HCC 072 – Mil línguas eu quisera ter
História
72. Mil línguas eu quisera ter
Charles Wesley escreveu este hino celebrando o primeiro aniversário da sua conversão, em 1739. O hino original de 18 estrofes, intitulado Para o aniversário da conversão, tinha como primeira linha “Glória a Deus, e louvor, e amor”. Apareceu pela primeira vez no seu hinário Hymns and sacred poems (Hinos e poemas sacros) em 1740. A sétima estrofe (que se tornou a primeira) é a que começa: “Mil línguas eu quisera ter”. Esta frase foi baseada nas palavras do missionário moraviano Peter Bohler (um instrumento de Deus na conversão de Charles e João Wesley): “Se eu tivesse mil línguas, o louvaria (a Jesus) com todas.” Evidentemente, Bohler tinha em mente as primeiras linhas de um hino de Johann Mentzer, do hinário moraviano.

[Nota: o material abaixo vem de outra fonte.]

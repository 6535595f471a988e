mod helpers;
mod template_data;

pub use template_data::*;

use std::io;
use std::path::{Path, PathBuf};

use log::debug;
use tera::{Context, Tera};
use thiserror::Error;

use crate::utils::{self, Resources};

#[derive(Debug, Error)]
pub enum TemplateError {
    #[error("`{0}` is not a valid language, only letters, digits, `-` and `_` are allowed")]
    InvalidLanguage(String),
    #[error("no template for language `{language}` (looked for `{}`)", path.display())]
    NotFound { language: String, path: PathBuf },
    #[error("unable to read the template `{}`", path.display())]
    Read {
        path: PathBuf,
        #[source]
        source: io::Error,
    },
    #[error("the embedded template `{0}` is not valid utf-8")]
    NotUtf8(String),
    #[error("unable to parse the template `{name}`")]
    Parse {
        name: String,
        #[source]
        source: tera::Error,
    },
    #[error("unable to render the template `{name}` for week {week}")]
    Render {
        name: String,
        week: u32,
        #[source]
        source: tera::Error,
    },
}

fn is_valid_language(language: &str) -> bool {
    !language.is_empty()
        && language
            .chars()
            .all(|c| c.is_ascii_alphanumeric() || c == '-' || c == '_')
}

/// Renders the weekly reports with the html template of one language.
pub struct TemplateRenderer {
    tera: Tera,
    name: String,
}

impl TemplateRenderer {
    /// Loads `<dir>/<language>.html`, falling back to the template that is
    /// embedded in the binary.
    pub fn load(dir: impl AsRef<Path>, language: &str) -> Result<Self, TemplateError> {
        if !is_valid_language(language) {
            return Err(TemplateError::InvalidLanguage(language.to_string()));
        }

        let name = format!("{}.html", language);
        let path = dir.as_ref().join(&name);

        let source = if path.exists() {
            debug!("using template: {}", path.display());
            utils::read_to_string(&path).map_err(|source| TemplateError::Read {
                path: path.clone(),
                source,
            })?
        } else if let Some(file) = Resources::get(&format!("templates/{}", name)) {
            debug!("using embedded template: {}", name);
            String::from_utf8(file.data.into_owned())
                .map_err(|_| TemplateError::NotUtf8(name.clone()))?
        } else {
            return Err(TemplateError::NotFound {
                language: language.to_string(),
                path,
            });
        };

        Self::from_source(name, &source)
    }

    /// Parses a template from a string. The name decides about autoescaping,
    /// it is enabled for names ending in `.html`.
    pub fn from_source(name: impl Into<String>, source: &str) -> Result<Self, TemplateError> {
        let name = name.into();

        let mut tera = Tera::default();
        tera.register_function("date", helpers::date);
        tera.register_function("minutes", helpers::minutes);
        tera.add_raw_template(&name, source)
            .map_err(|source| TemplateError::Parse {
                name: name.clone(),
                source,
            })?;

        Ok(Self { tera, name })
    }

    pub fn name(&self) -> &str {
        &self.name
    }

    pub fn render(&self, data: &TemplateData<'_>) -> Result<String, TemplateError> {
        let render_error = |source| TemplateError::Render {
            name: self.name.clone(),
            week: data.week(),
            source,
        };

        let context = Context::from_serialize(data).map_err(render_error)?;
        self.tera.render(&self.name, &context).map_err(render_error)
    }
}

O dass ich tausend Zungen hätte
Und einen tausendfachen Mund:
So stimmt’ ich damit in die Wette
Vom allerteifsten Herzengrund
Ein’ Loblied nach dem andern an,
Von dem, was Gott an mir getan!
[Oh, que eu tivesse mil línguase uma boca de mil possibilidades
entoaria, em competição com o
mais profundo do coração,
um hino de louvor após outro
daquilo que Deus fez por mim.]3
Foi R. Conyers quem transformou a sétima estrofe em primeira no hinário Psalms and hymns (Salmos e hinos), de 1767. João Wesley também adotou esta forma e desde então o hino permaneceu assim. É um dos hinos ingleses mais cantados. A versão no Hinário para o culto cristão inclui as estrofes 1, 2, 3 e 6 das estrofes preservadas no The Methodist hymnal (O hinário Metodista) de 1932.
Charles Wesley, o décimo oitavo filho do casal pr. Samuel Wesley e sua extraordinária esposa Susanna, nasceu em Epworth, condado de Lincolnshire, Inglaterra, em 18 de dezembro de 1707. Prematuro, ninguém pensava que ele sobreviveria. Recebeu uma aprimorada educação cristã e secular no seu próprio lar. Estudou na Escola Westminster e formou-se pela Universidade de Oxford, onde fundou, juntamente com o seu irmão, João, o “Clube santo”, um grupo chamado “Metodista” por outros.
Depois da sua ordenação na Igreja Anglicana, Charles acompanhou seu irmão João numa viagem à colônia inglesa na Geórgia, na América do Norte. Esta viagem deu aos irmãos seu primeiro contato com os moravianos, o que mudaria as suas vidas. Chegaram em Savannah em fevereiro de 1736. O desejo dos irmãos era de levar o evangelho aos índios da colônia, desejo que foi completamente frustrado pela liderança. João, entretanto, conseguiu “compilar e imprimir em Charleston, em 1737, o primeiro livro de hinos (em contraste com os salmos) na América do Norte, A collection of psalms and hymns (Uma coleção de salmos e hinos)”.4
Mas Charles,
“forçado a ser o secretário de Oglethorpe, o fundador da colônia, teve ‘o seu próprio inferno’: atiraram nele, foi caluniado, todos se afastaram dele, esteve doente”.5
Depois de poucos meses, Charles voltou a Londres, sentindo-se totalmente derrotado. Lá os irmãos fizeram novo contato com os moravianos e, num domingo, 20 de maio de 1738, Charles experimentou a sua conversão espiritual.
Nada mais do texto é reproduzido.